A bare number is the expected answer: the count of lines in the data holding "keyed".

(Records contained in a dataset)
■ ■ ■ ■

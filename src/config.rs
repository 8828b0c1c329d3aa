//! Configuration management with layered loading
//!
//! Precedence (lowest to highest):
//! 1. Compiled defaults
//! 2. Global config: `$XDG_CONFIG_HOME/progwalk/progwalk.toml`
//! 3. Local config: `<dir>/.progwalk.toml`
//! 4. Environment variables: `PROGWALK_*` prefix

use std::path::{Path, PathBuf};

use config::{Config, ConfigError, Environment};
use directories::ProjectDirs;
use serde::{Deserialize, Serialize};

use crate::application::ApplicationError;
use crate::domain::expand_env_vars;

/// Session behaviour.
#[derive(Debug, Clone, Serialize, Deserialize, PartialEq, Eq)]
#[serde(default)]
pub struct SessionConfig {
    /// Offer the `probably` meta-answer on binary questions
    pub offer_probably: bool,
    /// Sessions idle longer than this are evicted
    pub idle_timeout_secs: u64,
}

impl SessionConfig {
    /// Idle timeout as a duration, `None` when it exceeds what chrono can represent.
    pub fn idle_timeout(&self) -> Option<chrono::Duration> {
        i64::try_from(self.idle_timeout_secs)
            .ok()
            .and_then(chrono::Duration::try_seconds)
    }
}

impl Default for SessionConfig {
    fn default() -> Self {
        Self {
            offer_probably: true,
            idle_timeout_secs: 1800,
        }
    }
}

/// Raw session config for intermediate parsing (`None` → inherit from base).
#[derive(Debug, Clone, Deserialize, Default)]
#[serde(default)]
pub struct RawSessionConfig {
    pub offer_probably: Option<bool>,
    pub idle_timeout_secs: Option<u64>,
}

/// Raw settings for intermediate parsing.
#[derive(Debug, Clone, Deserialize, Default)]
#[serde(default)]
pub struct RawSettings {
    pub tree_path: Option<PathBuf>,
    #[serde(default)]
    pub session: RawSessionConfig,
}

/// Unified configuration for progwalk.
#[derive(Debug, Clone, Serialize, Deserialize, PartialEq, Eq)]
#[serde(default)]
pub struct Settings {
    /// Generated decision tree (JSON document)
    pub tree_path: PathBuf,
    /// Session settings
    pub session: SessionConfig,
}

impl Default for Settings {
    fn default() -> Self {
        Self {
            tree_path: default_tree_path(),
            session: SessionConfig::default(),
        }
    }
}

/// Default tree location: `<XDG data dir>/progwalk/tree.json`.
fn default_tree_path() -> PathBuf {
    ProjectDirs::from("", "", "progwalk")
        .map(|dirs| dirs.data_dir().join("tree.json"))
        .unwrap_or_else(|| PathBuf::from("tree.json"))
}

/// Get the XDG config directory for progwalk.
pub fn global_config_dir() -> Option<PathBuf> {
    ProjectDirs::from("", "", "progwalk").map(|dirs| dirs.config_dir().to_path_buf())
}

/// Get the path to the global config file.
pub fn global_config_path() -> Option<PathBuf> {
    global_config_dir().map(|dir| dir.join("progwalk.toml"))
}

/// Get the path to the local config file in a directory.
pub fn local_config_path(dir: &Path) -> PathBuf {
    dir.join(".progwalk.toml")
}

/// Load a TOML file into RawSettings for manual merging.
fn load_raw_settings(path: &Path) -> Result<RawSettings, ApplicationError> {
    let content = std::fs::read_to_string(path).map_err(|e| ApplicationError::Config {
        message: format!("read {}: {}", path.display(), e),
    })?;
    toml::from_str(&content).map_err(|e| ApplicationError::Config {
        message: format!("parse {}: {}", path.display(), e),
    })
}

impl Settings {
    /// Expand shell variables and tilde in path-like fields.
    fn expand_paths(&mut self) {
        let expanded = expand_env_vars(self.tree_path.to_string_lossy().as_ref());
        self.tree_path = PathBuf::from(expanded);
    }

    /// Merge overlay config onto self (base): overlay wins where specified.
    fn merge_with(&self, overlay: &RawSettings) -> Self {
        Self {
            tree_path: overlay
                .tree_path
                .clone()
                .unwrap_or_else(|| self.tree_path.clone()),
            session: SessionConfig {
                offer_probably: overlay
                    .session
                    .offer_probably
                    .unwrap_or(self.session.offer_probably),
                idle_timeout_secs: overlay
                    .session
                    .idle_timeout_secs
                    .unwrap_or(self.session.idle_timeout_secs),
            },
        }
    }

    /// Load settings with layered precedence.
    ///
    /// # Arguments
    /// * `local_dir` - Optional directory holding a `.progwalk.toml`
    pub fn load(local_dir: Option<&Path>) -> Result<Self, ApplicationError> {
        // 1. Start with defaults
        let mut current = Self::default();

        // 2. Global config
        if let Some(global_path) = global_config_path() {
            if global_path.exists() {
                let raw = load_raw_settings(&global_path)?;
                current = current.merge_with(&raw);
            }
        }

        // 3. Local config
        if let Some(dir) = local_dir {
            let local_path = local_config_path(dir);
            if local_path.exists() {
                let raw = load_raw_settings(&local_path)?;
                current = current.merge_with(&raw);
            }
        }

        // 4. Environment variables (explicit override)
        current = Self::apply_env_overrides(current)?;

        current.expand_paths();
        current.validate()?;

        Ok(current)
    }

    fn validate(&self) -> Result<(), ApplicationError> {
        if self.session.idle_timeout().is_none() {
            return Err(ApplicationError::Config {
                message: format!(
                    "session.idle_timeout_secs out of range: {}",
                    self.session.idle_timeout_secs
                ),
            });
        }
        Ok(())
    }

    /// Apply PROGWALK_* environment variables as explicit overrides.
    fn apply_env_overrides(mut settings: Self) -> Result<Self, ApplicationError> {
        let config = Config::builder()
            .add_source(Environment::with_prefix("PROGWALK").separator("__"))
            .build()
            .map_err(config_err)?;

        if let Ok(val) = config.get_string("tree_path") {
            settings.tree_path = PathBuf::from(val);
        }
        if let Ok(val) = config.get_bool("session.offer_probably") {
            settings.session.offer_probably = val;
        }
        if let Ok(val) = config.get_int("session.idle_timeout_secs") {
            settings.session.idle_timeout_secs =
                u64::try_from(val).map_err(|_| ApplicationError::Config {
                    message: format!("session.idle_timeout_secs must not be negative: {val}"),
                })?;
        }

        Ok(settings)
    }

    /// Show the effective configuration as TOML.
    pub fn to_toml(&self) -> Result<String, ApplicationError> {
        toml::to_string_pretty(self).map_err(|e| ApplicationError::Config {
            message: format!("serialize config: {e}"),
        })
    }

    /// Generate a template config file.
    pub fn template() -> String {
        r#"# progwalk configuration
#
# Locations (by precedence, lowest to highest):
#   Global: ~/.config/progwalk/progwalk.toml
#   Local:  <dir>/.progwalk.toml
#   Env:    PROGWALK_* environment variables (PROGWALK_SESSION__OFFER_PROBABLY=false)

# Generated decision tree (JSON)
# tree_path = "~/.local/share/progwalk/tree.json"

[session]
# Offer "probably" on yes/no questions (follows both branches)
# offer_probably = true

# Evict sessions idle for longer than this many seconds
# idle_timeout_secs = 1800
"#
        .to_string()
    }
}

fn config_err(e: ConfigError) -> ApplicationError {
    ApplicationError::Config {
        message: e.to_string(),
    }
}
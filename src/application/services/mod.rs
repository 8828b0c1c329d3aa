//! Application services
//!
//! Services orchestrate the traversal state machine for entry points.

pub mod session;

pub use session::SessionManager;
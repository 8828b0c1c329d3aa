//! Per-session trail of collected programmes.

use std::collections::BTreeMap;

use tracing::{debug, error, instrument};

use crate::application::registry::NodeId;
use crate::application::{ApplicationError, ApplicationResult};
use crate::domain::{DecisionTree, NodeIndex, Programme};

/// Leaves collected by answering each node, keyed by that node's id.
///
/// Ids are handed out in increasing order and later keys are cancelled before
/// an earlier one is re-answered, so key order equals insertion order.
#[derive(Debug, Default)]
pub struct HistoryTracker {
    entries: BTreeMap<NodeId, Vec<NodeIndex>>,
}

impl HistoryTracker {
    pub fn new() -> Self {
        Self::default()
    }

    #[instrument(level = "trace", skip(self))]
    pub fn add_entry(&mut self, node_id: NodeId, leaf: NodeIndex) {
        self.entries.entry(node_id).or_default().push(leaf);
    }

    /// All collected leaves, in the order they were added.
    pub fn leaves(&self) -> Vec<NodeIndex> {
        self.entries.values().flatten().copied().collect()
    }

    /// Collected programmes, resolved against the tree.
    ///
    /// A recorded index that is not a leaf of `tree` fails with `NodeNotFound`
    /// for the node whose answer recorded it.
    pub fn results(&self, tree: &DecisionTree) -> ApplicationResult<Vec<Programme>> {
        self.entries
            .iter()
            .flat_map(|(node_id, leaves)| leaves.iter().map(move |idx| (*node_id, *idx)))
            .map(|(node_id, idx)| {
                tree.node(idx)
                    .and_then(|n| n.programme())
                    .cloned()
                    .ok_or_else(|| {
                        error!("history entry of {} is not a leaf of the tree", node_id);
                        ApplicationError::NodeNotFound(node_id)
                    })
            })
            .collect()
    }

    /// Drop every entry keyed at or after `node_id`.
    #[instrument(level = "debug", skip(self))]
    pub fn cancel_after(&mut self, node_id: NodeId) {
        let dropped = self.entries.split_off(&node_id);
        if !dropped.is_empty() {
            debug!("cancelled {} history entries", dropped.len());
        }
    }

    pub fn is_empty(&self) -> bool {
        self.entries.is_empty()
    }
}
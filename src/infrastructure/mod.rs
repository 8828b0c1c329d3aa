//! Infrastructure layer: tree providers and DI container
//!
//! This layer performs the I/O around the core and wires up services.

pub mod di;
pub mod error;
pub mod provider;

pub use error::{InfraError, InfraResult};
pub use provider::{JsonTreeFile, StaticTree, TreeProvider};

■ ■ ■ ■

• _COMPLETED TASK_
2